● PROBLEM
Where a line holds the word "FromEnv", copy that line from the data below.

● EXCERPTED RECORDS

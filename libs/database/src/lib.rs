//! Redis connection management for the song request services.
//!
//! Both the listener and the delivery worker talk to a single Redis
//! deployment: connection records live in hashes, delivery requests flow
//! through a stream. This crate owns getting a healthy
//! [`ConnectionManager`](redis::aio::ConnectionManager) at startup.
//!
//! # Features
//!
//! - `config` (default) - `RedisConfig::from_env` via `core_config::FromEnv`
//!
//! ```ignore
//! use core_config::FromEnv;
//! use database::redis::{RedisConfig, connect_from_config_with_retry};
//!
//! let config = RedisConfig::from_env()?;
//! let conn = connect_from_config_with_retry(config, None).await?;
//! ```

pub mod common;
pub mod redis;

pub use common::{DatabaseError, DatabaseResult, RetryConfig};
//! Streaming platform PubSub subscription.

mod client;
pub mod protocol;
mod supervisor;

pub use client::{ConnectionState, PubSubConfig, SubscriptionClient, SubscriptionEvent};
pub use protocol::{FrameAction, handle_frame, topic_for};
pub use supervisor::{ChannelStatus, ConnectOutcome, SubscriptionSupervisor};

● OUTPUT FOR THIS TASK
//! - `config` (default) - `RedisConfig::from_env` via `core_config::FromEnv`
//! use core_config::FromEnv;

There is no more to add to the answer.